> EXERCISE GOAL
Begin at the top of the following data. Copy each line exactly until you have copied the line containing "fn column_compression(path: &std::path::Path)".

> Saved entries
---

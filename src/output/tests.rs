//! Tests for output module

use super::*;
use crate::auth::{Credentials, StaticCredentials};
use crate::error::Error;
use arrow::array::{Int64Array, StringArray};
use arrow::datatypes::{DataType, Field, Schema};
use arrow::record_batch::RecordBatch;
use parquet::basic::Compression;
use parquet::file::reader::{FileReader, SerializedFileReader};
use pretty_assertions::assert_eq;
use std::fs::File;
use std::sync::Arc;
use tempfile::tempdir;

fn sample_batch() -> RecordBatch {
    let schema = Schema::new(vec![
        Field::new("vendorid", DataType::Int64, true),
        Field::new("dispatching_base_num", DataType::Utf8, true),
    ]);
    RecordBatch::try_new(
        Arc::new(schema),
        vec![
            Arc::new(Int64Array::from(vec![Some(1), None, Some(2)])),
            Arc::new(StringArray::from(vec!["B00001", "B00002", "B00003"])),
        ],
    )
    .unwrap()
}

fn env_credentials() -> StaticCredentials {
    StaticCredentials::new(Credentials::Environment)
}

fn column_compression(path: &std::path::Path) -> Compression {
    let reader = SerializedFileReader::new(File::open(path).unwrap()).unwrap();
    reader.metadata().row_group(0).column(0).compression()
}

// ============================================================================
// Writer Tests
// ============================================================================

#[test]
fn test_writer_config_defaults_to_gzip() {
    let config = ParquetWriterConfig::default();
    assert!(matches!(config.compression(), Compression::GZIP(_)));
    assert_eq!(config.row_group_size(), 1024 * 1024);
}

#[test]
fn test_writer_config_builder() {
    let config = ParquetWriterConfig::new()
        .uncompressed()
        .with_row_group_size(10);
    assert_eq!(config.compression(), Compression::UNCOMPRESSED);
    assert_eq!(config.row_group_size(), 10);
}

#[test]
fn test_write_batch_default_gzip() {
    let dir = tempdir().unwrap();
    let path = dir.path().join("green_tripdata_2020-01.parquet");

    let rows = write_batch_to_parquet(&path, &sample_batch(), None).unwrap();

    assert_eq!(rows, 3);
    assert!(matches!(column_compression(&path), Compression::GZIP(_)));
}

#[test]
fn test_write_batch_uncompressed() {
    let dir = tempdir().unwrap();
    let path = dir.path().join("plain.parquet");
    let config = ParquetWriterConfig::new().uncompressed();

    write_batch_to_parquet(&path, &sample_batch(), Some(&config)).unwrap();

    assert_eq!(column_compression(&path), Compression::UNCOMPRESSED);
}

#[test]
fn test_writer_counts_rows_across_batches() {
    let dir = tempdir().unwrap();
    let path = dir.path().join("multi.parquet");
    let batch = sample_batch();

    let mut writer =
        ParquetWriter::new(&path, batch.schema().as_ref(), &ParquetWriterConfig::new()).unwrap();
    writer.write(&batch).unwrap();
    writer.write(&batch).unwrap();
    assert_eq!(writer.rows_written(), 6);
    assert_eq!(writer.close().unwrap(), 6);

    let reader = SerializedFileReader::new(File::open(&path).unwrap()).unwrap();
    assert_eq!(reader.metadata().file_metadata().num_rows(), 6);
}

#[test]
fn test_write_batch_missing_directory() {
    let dir = tempdir().unwrap();
    let path = dir.path().join("missing").join("out.parquet");

    let err = write_batch_to_parquet(&path, &sample_batch(), None).unwrap_err();
    assert!(err.is_local_io());
}

#[cfg(target_os = "linux")]
#[test]
fn test_write_batch_device_full() {
    let err = write_batch_to_parquet("/dev/full", &sample_batch(), None).unwrap_err();
    match err {
        Error::LocalIo { path, .. } => assert_eq!(path, "/dev/full"),
        other => panic!("expected LocalIo, got {other:?}"),
    }
}

// ============================================================================
// Object Storage Tests
// ============================================================================

#[test]
fn test_parse_memory_with_prefix() {
    let storage = ObjectStorage::parse("memory://staging/", &env_credentials()).unwrap();
    assert_eq!(storage.root(), "memory://");
    assert_eq!(
        storage.uri("green_taxi/green_tripdata_2020-01.parquet"),
        "memory://staging/green_taxi/green_tripdata_2020-01.parquet"
    );
}

#[test]
fn test_in_memory_uri() {
    let storage = ObjectStorage::in_memory();
    assert_eq!(
        storage.uri("fhv/fhv_tripdata_2019-01.parquet"),
        "memory://fhv/fhv_tripdata_2019-01.parquet"
    );
}

#[test]
fn test_parse_local_path() {
    let dir = tempdir().unwrap();
    let bucket = dir.path().join("bucket");
    let url = format!("file://{}", bucket.display());

    let storage = ObjectStorage::parse(&url, &env_credentials()).unwrap();

    assert!(bucket.is_dir());
    assert_eq!(storage.root(), url);
    assert_eq!(storage.uri("a/b.parquet"), format!("{url}/a/b.parquet"));
}

#[test]
fn test_service_account_rejected_outside_gcs() {
    let credentials = StaticCredentials::new(Credentials::ServiceAccountKey {
        key: "{}".to_string(),
    });

    for url in ["memory://", "s3://bucket/trips"] {
        let err = ObjectStorage::parse(url, &credentials).unwrap_err();
        assert!(matches!(err, Error::Config { .. }), "{url}: {err}");
    }
}

#[tokio::test]
async fn test_upload_then_download_memory() {
    let dir = tempdir().unwrap();
    let local = dir.path().join("upload.bin");
    std::fs::write(&local, b"parquet bytes").unwrap();

    let storage = ObjectStorage::in_memory();
    let uri = storage.upload(&local, "yellow_taxi/x.parquet").await.unwrap();
    assert_eq!(uri, "memory://yellow_taxi/x.parquet");
    assert!(local.exists());

    let target = dir.path().join("nested").join("download.bin");
    let written = storage.download("yellow_taxi/x.parquet", &target).await.unwrap();

    assert_eq!(written, target);
    assert_eq!(std::fs::read(&target).unwrap(), b"parquet bytes");
}

#[tokio::test]
async fn test_upload_overwrites() {
    let dir = tempdir().unwrap();
    let local = dir.path().join("file.bin");
    let storage = ObjectStorage::in_memory();

    std::fs::write(&local, b"first").unwrap();
    storage.upload(&local, "k").await.unwrap();
    std::fs::write(&local, b"second").unwrap();
    storage.upload(&local, "k").await.unwrap();

    let target = dir.path().join("out.bin");
    storage.download("k", &target).await.unwrap();
    assert_eq!(std::fs::read(&target).unwrap(), b"second");
}

#[tokio::test]
async fn test_clones_share_bucket() {
    let dir = tempdir().unwrap();
    let local = dir.path().join("file.bin");
    std::fs::write(&local, b"shared").unwrap();

    let storage = ObjectStorage::in_memory();
    let other = storage.clone();
    storage.upload(&local, "k").await.unwrap();

    let target = dir.path().join("out.bin");
    other.download("k", &target).await.unwrap();
    assert_eq!(std::fs::read(&target).unwrap(), b"shared");
}

#[tokio::test]
async fn test_download_missing_object() {
    let dir = tempdir().unwrap();
    let storage = ObjectStorage::parse("memory://bucket", &env_credentials()).unwrap();

    let err = storage
        .download("green_taxi/none.parquet", &dir.path().join("none.parquet"))
        .await
        .unwrap_err();

    match err {
        Error::NotFound { path } => {
            assert_eq!(path, "memory://bucket/green_taxi/none.parquet");
        }
        other => panic!("expected NotFound, got {other:?}"),
    }
}

#[tokio::test]
async fn test_upload_missing_local_file() {
    let dir = tempdir().unwrap();
    let storage = ObjectStorage::in_memory();

    let err = storage
        .upload(&dir.path().join("absent.parquet"), "k")
        .await
        .unwrap_err();
    assert!(err.is_local_io());
}

#[tokio::test]
async fn test_local_bucket_round_trip() {
    let dir = tempdir().unwrap();
    let bucket = dir.path().join("bucket");
    let storage =
        ObjectStorage::parse(bucket.to_str().unwrap(), &env_credentials()).unwrap();

    let local = dir.path().join("staged.parquet");
    std::fs::write(&local, b"data").unwrap();
    storage
        .upload(&local, "green_taxi/green_tripdata_2020-01.parquet")
        .await
        .unwrap();

    assert_eq!(
        std::fs::read(bucket.join("green_taxi/green_tripdata_2020-01.parquet")).unwrap(),
        b"data"
    );
}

---

> RESPONSE BOX
filename src/output/tests.rs
//! Tests for output module

use super::*;
use crate::auth::{Credentials, StaticCredentials};
use crate::error::Error;
use arrow::array::{Int64Array, StringArray};
use arrow::datatypes::{DataType, Field, Schema};
use arrow::record_batch::RecordBatch;
use parquet::basic::Compression;
use parquet::file::reader::{FileReader, SerializedFileReader};
use pretty_assertions::assert_eq;
use std::fs::File;
use std::sync::Arc;
use tempfile::tempdir;

fn sample_batch() -> RecordBatch {
    let schema = Schema::new(vec![
        Field::new("vendorid", DataType::Int64, true),
        Field::new("dispatching_base_num", DataType::Utf8, true),
    ]);
    RecordBatch::try_new(
        Arc::new(schema),
        vec![
            Arc::new(Int64Array::from(vec![Some(1), None, Some(2)])),
            Arc::new(StringArray::from(vec!["B00001", "B00002", "B00003"])),
        ],
    )
    .unwrap()
}

fn env_credentials() -> StaticCredentials {
    StaticCredentials::new(Credentials::Environment)
}

fn column_compression(path: &std::path::Path) -> Compression {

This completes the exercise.